:: PROBLEM STATEMENT ::
Copies of all lines containing the string "else" are needed from the data below.

:: EXERCISE INPUTS ::
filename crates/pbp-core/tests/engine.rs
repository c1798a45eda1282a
use std::path::PathBuf;

use pbp_core::{
    ErrorKind, PercentileEngine, PercentileError, ScreeningRequest, classify, compute_percentile,
    screen,
};
use pbp_model::{BpStatus, BpType, Sex, Subject};
use pbp_standards::{AgeGroup, HeightBand, ReferenceTable, ReferenceTableStore};

fn fixture_store() -> ReferenceTableStore {
    let dir = PathBuf::from(env!("CARGO_MANIFEST_DIR")).join("../pbp-standards/tests/fixtures/bp-tables");
    let (store, _) = ReferenceTableStore::load_dir(&dir).expect("load fixture tables");
    store
}

/// One male systolic table with a single age group at heights 100/110/120.
fn three_band_store() -> ReferenceTableStore {
    let group = AgeGroup::new(
        6,
        vec![
            HeightBand::new("short", 100.0, 95.0, 108.0),
            HeightBand::new("mid", 110.0, 98.0, 111.0),
            HeightBand::new("tall", 120.0, 101.0, 114.0),
        ],
    )
    .unwrap();
    let table = ReferenceTable::new(Sex::Male, BpType::Systolic, "synthetic", vec![group]).unwrap();
    ReferenceTableStore::from_tables(vec![table]).unwrap()
}

fn subject(sex: Sex, bp_type: BpType, age: f64, height: f64, bp: f64) -> Subject {
    Subject::new(sex, bp_type, age, height, bp).expect("valid subject")
}

#[test]
fn worked_example_male_age_ten() {
    let store = fixture_store();
    let result = compute_percentile(
        &store,
        &subject(Sex::Male, BpType::Systolic, 10.0, 140.0, 116.0),
    )
    .unwrap();
    assert_eq!(result.cell.bp_50, 110.0);
    assert_eq!(result.cell.bp_95, 122.0);
    assert!((result.cell.sigma - 7.29).abs() < 0.01);
    assert!((result.z_score - 0.8225).abs() < 0.001);
    assert!((result.percentile - 79.5).abs() < 0.1, "got {}", result.percentile);
    assert_eq!(result.status, BpStatus::Normal);
}

#[test]
fn exact_anchors_give_50_and_95() {
    let store = fixture_store();
    let engine = PercentileEngine::new(&store);
    let at_median = engine
        .compute_percentile(&subject(Sex::Female, BpType::Diastolic, 4.0, 100.6, 50.0))
        .unwrap();
    assert_eq!(at_median.cell.bp_50, 50.0);
    assert!((at_median.percentile - 50.0).abs() < 1e-9);

    let cell = at_median.cell;
    let at_95 = engine
        .compute_percentile(&subject(
            Sex::Female,
            BpType::Diastolic,
            4.0,
            100.6,
            cell.bp_95,
        ))
        .unwrap();
    assert!((at_95.percentile - 95.0).abs() < 0.01);
}

#[test]
fn nearest_height_resolves_107_to_110() {
    let store = three_band_store();
    let engine = PercentileEngine::new(&store);
    let cell = engine
        .resolve_cell(&subject(Sex::Male, BpType::Systolic, 6.0, 107.0, 100.0))
        .unwrap();
    assert_eq!(cell.height_cm, 110.0);
    assert_eq!(cell.band, "mid");

    let tie = engine
        .resolve_cell(&subject(Sex::Male, BpType::Systolic, 6.0, 115.0, 100.0))
        .unwrap();
    assert_eq!(tie.band, "mid");
}

#[test]
fn missing_combination_is_configuration_error() {
    let store = three_band_store();
    let err = compute_percentile(
        &store,
        &subject(Sex::Female, BpType::Systolic, 6.0, 110.0, 100.0),
    )
    .unwrap_err();
    assert_eq!(err.kind(), ErrorKind::Configuration);
    assert!(!err.is_user_error());
}

#[test]
fn unknown_sex_string_is_configuration_error() {
    let err: PercentileError = "Other".parse::<Sex>().unwrap_err().into();
    assert_eq!(err.kind(), ErrorKind::Configuration);
    assert!(err.to_string().contains("unknown sex 'Other'"));
}

#[test]
fn age_twenty_is_out_of_range() {
    let store = fixture_store();
    let err = compute_percentile(
        &store,
        &subject(Sex::Male, BpType::Systolic, 20.0, 170.0, 120.0),
    )
    .unwrap_err();
    assert_eq!(err.kind(), ErrorKind::OutOfRange);
    assert!(err.is_user_error());
    assert!(err.to_string().contains("0-13 years"));
}

#[test]
fn fractional_age_rounds_into_group() {
    let store = fixture_store();
    let engine = PercentileEngine::new(&store);
    let cell = engine
        .resolve_cell(&subject(Sex::Male, BpType::Systolic, 13.4, 160.0, 120.0))
        .unwrap();
    assert_eq!(cell.age_years, 13);
    let err = engine
        .resolve_cell(&subject(Sex::Male, BpType::Systolic, 13.5, 160.0, 120.0))
        .unwrap_err();
    assert_eq!(err.kind(), ErrorKind::OutOfRange);
}

#[test]
fn age_in_months_matches_age_in_years() {
    let store = fixture_store();
    let by_months =
        Subject::from_age_months(Sex::Female, BpType::Systolic, 96.0, 126.0, 104.0).unwrap();
    let by_years = subject(Sex::Female, BpType::Systolic, 8.0, 126.0, 104.0);
    let a = compute_percentile(&store, &by_months).unwrap();
    let b = compute_percentile(&store, &by_years).unwrap();
    assert_eq!(a.percentile, b.percentile);
}

#[test]
fn invalid_measurement_fails_fast() {
    let store = fixture_store();
    let bad = Subject {
        sex: Sex::Male,
        bp_type: BpType::Diastolic,
        age_years: 5.0,
        height_cm: -110.0,
        bp_value_mmhg: 60.0,
    };
    let err = compute_percentile(&store, &bad).unwrap_err();
    assert_eq!(err.kind(), ErrorKind::InvalidInput);
}

#[test]
fn classification_boundaries() {
    assert_eq!(classify(90.0), BpStatus::Normal);
    assert_eq!(classify(95.0), BpStatus::Elevated);
    assert_eq!(classify(95.01), BpStatus::Hypertension);
}

#[test]
fn screening_reports_both_readings() {
    let store = fixture_store();
    let request = ScreeningRequest {
        sex: Sex::Male,
        age_years: 10.0,
        height_cm: 140.0,
        systolic_mmhg: 130.0,
        diastolic_mmhg: 55.0,
    };
    let report = screen(&store, &request).unwrap();
    assert_eq!(report.systolic.status, BpStatus::Hypertension);
    assert_eq!(report.diastolic.status, BpStatus::Normal);
    assert_eq!(report.overall_status(), BpStatus::Hypertension);
    assert_eq!(
        report.statuses(),
        vec![BpStatus::Normal, BpStatus::Hypertension]
    );

    assert_eq!(report.points.len(), 2);
    assert_eq!(report.points[0].bp_type, "Systolic BP");
    assert_eq!(report.points[0].color, "red");
    assert_eq!(report.points[1].color, "darkgreen");
    assert_eq!(report.reference_lines.len(), 3);

    let json = serde_json::to_value(&report).unwrap();
    assert_eq!(json["systolic"]["status"], "Hypertension");
    assert_eq!(json["reference_lines"][2]["label"], "95th");
}

#[test]
fn screening_rejects_zero_reading() {
    let store = fixture_store();
    let request = ScreeningRequest {
        sex: Sex::Female,
        age_years: 3.0,
        height_cm: 95.0,
        systolic_mmhg: 0.0,
        diastolic_mmhg: 60.0,
    };
    let err = screen(&store, &request).unwrap_err();
    assert_eq!(err.kind(), ErrorKind::InvalidInput);
}
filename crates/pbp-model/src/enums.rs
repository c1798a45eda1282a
//! Type-safe enumerations for the reference-table dimensions and the
//! clinical status buckets.
//!
//! The dashboard form and the reference files spell these values in a few
//! different ways ("Male", "M", "Systolic BP", "SBP"); parsing accepts all of
//! them case-insensitively and `as_str` always returns the canonical name.

use serde::{Deserialize, Serialize};
use std::fmt;
use std::str::FromStr;

use crate::error::ModelError;

/// Biological sex used to select the reference population.
#[derive(Debug, Clone, Copy, PartialEq, Eq, PartialOrd, Ord, Hash, Serialize, Deserialize)]
pub enum Sex {
    Male,
    Female,
}

impl Sex {
    pub const ALL: [Sex; 2] = [Sex::Male, Sex::Female];

    pub fn as_str(&self) -> &'static str {
        match self {
            Sex::Male => "Male",
            Sex::Female => "Female",
        }
    }

    /// Single-letter code used by cohort extracts and chart encodings.
    pub fn code(&self) -> char {
        match self {
            Sex::Male => 'M',
            Sex::Female => 'F',
        }
    }
}

impl fmt::Display for Sex {
    fn fmt(&self, f: &mut fmt::Formatter<'_>) -> fmt::Result {
        write!(f, "{}", self.as_str())
    }
}

impl FromStr for Sex {
    type Err = ModelError;

    fn from_str(s: &str) -> Result<Self, Self::Err> {
        match s.trim().to_uppercase().as_str() {
            "MALE" | "M" | "BOY" => Ok(Sex::Male),
            "FEMALE" | "F" | "GIRL" => Ok(Sex::Female),
            _ => Err(ModelError::UnknownSex(s.to_string())),
        }
    }
}

/// Which of the two blood pressure readings a value refers to.
#[derive(Debug, Clone, Copy, PartialEq, Eq, PartialOrd, Ord, Hash, Serialize, Deserialize)]
pub enum BpType {
    Systolic,
    Diastolic,
}

impl BpType {
    pub const ALL: [BpType; 2] = [BpType::Systolic, BpType::Diastolic];

    pub fn as_str(&self) -> &'static str {
        match self {
            BpType::Systolic => "Systolic",
            BpType::Diastolic => "Diastolic",
        }
    }

    /// Label used on chart legends and tooltips ("Systolic BP").
    pub fn display_label(&self) -> &'static str {
        match self {
            BpType::Systolic => "Systolic BP",
            BpType::Diastolic => "Diastolic BP",
        }
    }
}

impl fmt::Display for BpType {
    fn fmt(&self, f: &mut fmt::Formatter<'_>) -> fmt::Result {
        write!(f, "{}", self.as_str())
    }
}

impl FromStr for BpType {
    type Err = ModelError;

    fn from_str(s: &str) -> Result<Self, Self::Err> {
        match s.trim().to_uppercase().as_str() {
            "SYSTOLIC" | "SYSTOLIC BP" | "SBP" => Ok(BpType::Systolic),
            "DIASTOLIC" | "DIASTOLIC BP" | "DBP" => Ok(BpType::Diastolic),
            _ => Err(ModelError::UnknownBpType(s.to_string())),
        }
    }
}

/// Clinical status bucket derived from a percentile.
///
/// Ordered by severity, so `Normal < Elevated < Hypertension`.
#[derive(Debug, Clone, Copy, PartialEq, Eq, PartialOrd, Ord, Hash, Serialize, Deserialize)]
pub enum BpStatus {
    Normal,
    Elevated,
    Hypertension,
}

impl BpStatus {
    pub const ALL: [BpStatus; 3] = [BpStatus::Normal, BpStatus::Elevated, BpStatus::Hypertension];

    pub fn as_str(&self) -> &'static str {
        match self {
            BpStatus::Normal => "Normal",
            BpStatus::Elevated => "Elevated",
            BpStatus::Hypertension => "Hypertension",
        }
    }

    /// Label shown in tooltips and the guideline table.
    pub fn label(&self) -> &'static str {
        match self {
            BpStatus::Normal => "Normal BP",
            BpStatus::Elevated => "Elevated BP",
            BpStatus::Hypertension => "Hypertension",
        }
    }

    /// Colour of the chart point for this status.
    pub fn chart_color(&self) -> &'static str {
        match self {
            BpStatus::Normal => "darkgreen",
            BpStatus::Elevated => "darkgoldenrod",
            BpStatus::Hypertension => "red",
        }
    }
}

impl fmt::Display for BpStatus {
    fn fmt(&self, f: &mut fmt::Formatter<'_>) -> fmt::Result {
        write!(f, "{}", self.as_str())
    }
}

impl FromStr for BpStatus {
    type Err = String;

    fn from_str(s: &str) -> Result<Self, Self::Err> {
        match s.trim().to_uppercase().as_str() {
            "NORMAL" | "NORMAL BP" => Ok(BpStatus::Normal),
            "ELEVATED" | "ELEVATED BP" => Ok(BpStatus::Elevated),
            "HYPERTENSION" => Ok(BpStatus::Hypertension),
            _ => Err(format!("Unknown blood pressure status: {s}")),
        }
    }
}
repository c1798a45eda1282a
use pbp_model::BpStatus;

/// Percentiles above this are at least Elevated.
pub const ELEVATED_PERCENTILE: f64 = 90.0;
/// Percentiles above this are Hypertension.
pub const HYPERTENSION_PERCENTILE: f64 = 95.0;

/// Map a percentile to its status bucket. A value exactly on a threshold
/// stays in the lower-severity bucket.
pub fn classify(percentile: f64) -> BpStatus {
    if percentile <= ELEVATED_PERCENTILE {
        BpStatus::Normal
    } else if percentile <= HYPERTENSION_PERCENTILE {
        BpStatus::Elevated
    } else {
        BpStatus::Hypertension
    }
}
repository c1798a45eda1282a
//! Pediatric blood pressure percentile CLI.

use clap::{ColorChoice, Parser};
use pbp_cli::logging::{LogConfig, LogFormat, init_logging};
use pbp_core::PercentileError;
use std::io::{self, IsTerminal};
use tracing::error;
use tracing::level_filters::LevelFilter;

mod cli;
mod commands;

use crate::cli::{Cli, Command, LogFormatArg, LogLevelArg};
use crate::commands::{run_guidelines, run_patient, run_patients, run_percentile, run_tables};

fn main() {
    let cli = Cli::parse();
    cli.color.write_global();
    let log_config = log_config_from_cli(&cli);
    if let Err(error) = init_logging(&log_config) {
        eprintln!("error: failed to initialize logging: {error}");
        std::process::exit(1);
    }
    let tables_dir = cli.tables_dir.as_ref();
    let result = match &cli.command {
        Command::Percentile(args) => run_percentile(args, tables_dir),
        Command::Patient(args) => run_patient(args, tables_dir),
        Command::Patients(args) => run_patients(args),
        Command::Tables(args) => run_tables(args, tables_dir),
        Command::Guidelines => {
            run_guidelines();
            Ok(())
        }
    };
    let exit_code = match result {
        Ok(()) => 0,
        Err(error) => {
            report_error(&error);
            1
        }
    };
    std::process::exit(exit_code);
}

/// Input problems get the plain message; anything else the full chain.
fn report_error(error: &anyhow::Error) {
    let user_error = error
        .chain()
        .filter_map(|cause| cause.downcast_ref::<PercentileError>())
        .any(PercentileError::is_user_error);
    if user_error {
        eprintln!("error: {error}");
    } else {
        error!(error = %format!("{error:#}"), "command failed");
        eprintln!("error: {error:#}");
    }
}

/// Build logging configuration from CLI flags with consistent precedence.
fn log_config_from_cli(cli: &Cli) -> LogConfig {
    let mut config = LogConfig {
        level_filter: cli.verbosity.tracing_level_filter(),
        ..LogConfig::default()
    };
    config.use_env_filter = !(cli.verbosity.is_present() || cli.log_level.is_some());
    if let Some(level) = cli.log_level {
        config.level_filter = match level {
            LogLevelArg::Error => LevelFilter::ERROR,
            LogLevelArg::Warn => LevelFilter::WARN,
            LogLevelArg::Info => LevelFilter::INFO,
            LogLevelArg::Debug => LevelFilter::DEBUG,
            LogLevelArg::Trace => LevelFilter::TRACE,
        };
    }
    config.format = match cli.log_format {
        LogFormatArg::Pretty => LogFormat::Pretty,
        LogFormatArg::Compact => LogFormat::Compact,
        LogFormatArg::Json => LogFormat::Json,
    };
    config.log_file = cli.log_file.clone();
    config.log_data = cli.log_data;
    config.with_ansi = match cli.color.color {
        ColorChoice::Always => true,
        ColorChoice::Never => false,
        ColorChoice::Auto => cli.log_file.is_none() && io::stderr().is_terminal(),
    };
    config
}
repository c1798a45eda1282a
//! Gaussian reference distribution fitted from two published quantiles.

use statrs::distribution::{ContinuousCDF, Normal};

/// z-score of the 95th percentile of the standard normal distribution.
pub const Z_95: f64 = 1.645;

/// Standard deviation implied by the 50th and 95th percentile anchors.
pub fn sigma_from_anchors(bp_50: f64, bp_95: f64) -> f64 {
    (bp_95 - bp_50) / Z_95
}

/// Normal distribution centred on the 50th percentile anchor.
#[derive(Debug, Clone, Copy)]
pub struct ReferenceDistribution {
    median: f64,
    sigma: f64,
    normal: Normal,
}

impl ReferenceDistribution {
    /// Fit from the anchors. Fails when the anchors do not describe a proper
    /// distribution (95th not above 50th, or non-finite values).
    pub fn from_anchors(bp_50: f64, bp_95: f64) -> Result<Self, String> {
        let sigma = sigma_from_anchors(bp_50, bp_95);
        if !sigma.is_finite() || sigma <= 0.0 {
            return Err(format!(
                "degenerate distribution: 50th={bp_50}, 95th={bp_95} gives sigma={sigma}"
            ));
        }
        let normal = Normal::new(bp_50, sigma).map_err(|e| e.to_string())?;
        Ok(Self {
            median: bp_50,
            sigma,
            normal,
        })
    }

    pub fn median(&self) -> f64 {
        self.median
    }

    pub fn sigma(&self) -> f64 {
        self.sigma
    }

    pub fn z_score(&self, value: f64) -> f64 {
        (value - self.median) / self.sigma
    }

    /// Percentile rank of `value`, in `[0, 100]`.
    pub fn percentile(&self, value: f64) -> f64 {
        self.normal.cdf(value) * 100.0
    }
}
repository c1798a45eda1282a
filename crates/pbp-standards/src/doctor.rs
#![deny(unsafe_code)]

use crate::store::{ReferenceTableStore, VerifySummary};

#[derive(Debug, Clone, serde::Serialize)]
pub struct DoctorReport {
    pub schema: String,
    pub schema_version: u32,
    pub verified: bool,
    pub guideline: Option<String>,
    pub counts: DoctorCounts,
    pub tables: Vec<TableSummary>,
}

#[derive(Debug, Clone, serde::Serialize)]
pub struct DoctorCounts {
    pub tables: usize,
    pub age_groups: usize,
    pub height_bands: usize,
}

#[derive(Debug, Clone, serde::Serialize)]
pub struct TableSummary {
    pub role: String,
    pub source: String,
    pub min_age: Option<u8>,
    pub max_age: Option<u8>,
    pub age_groups: usize,
    pub height_bands: usize,
}

impl DoctorReport {
    pub fn from_store(store: &ReferenceTableStore, summary: &VerifySummary) -> Self {
        let tables = store
            .tables()
            .map(|table| {
                let range = table.age_range();
                TableSummary {
                    role: table.role().to_string(),
                    source: table.source().to_string(),
                    min_age: range.map(|(min, _)| min),
                    max_age: range.map(|(_, max)| max),
                    age_groups: table.age_groups().count(),
                    height_bands: table.band_count(),
                }
            })
            .collect();
        Self {
            schema: "pbp.tables-doctor".to_string(),
            schema_version: 1,
            verified: summary.verified,
            guideline: summary.guideline.clone(),
            counts: DoctorCounts {
                tables: summary.table_count,
                age_groups: summary.age_group_count,
                height_bands: summary.band_count,
            },
            tables,
        }
    }
}
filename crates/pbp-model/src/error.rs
use thiserror::Error;

#[derive(Debug, Error, PartialEq)]
pub enum ModelError {
    #[error("unknown sex '{0}' (expected Male or Female)")]
    UnknownSex(String),
    #[error("unknown blood pressure type '{0}' (expected Systolic or Diastolic)")]
    UnknownBpType(String),
    #[error("{field} must be a finite number, got {value}")]
    NonFinite { field: &'static str, value: f64 },
    #[error("{field} must be positive, got {value}")]
    NonPositive { field: &'static str, value: f64 },
}

pub type Result<T> = std::result::Result<T, ModelError>;
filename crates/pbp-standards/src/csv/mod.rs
pub mod reference;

:: SOLUTION FOR THIS EXERCISE ::
    } else if percentile <= HYPERTENSION_PERCENTILE {
    } else {
/// Input problems get the plain message; anything else the full chain.
    } else {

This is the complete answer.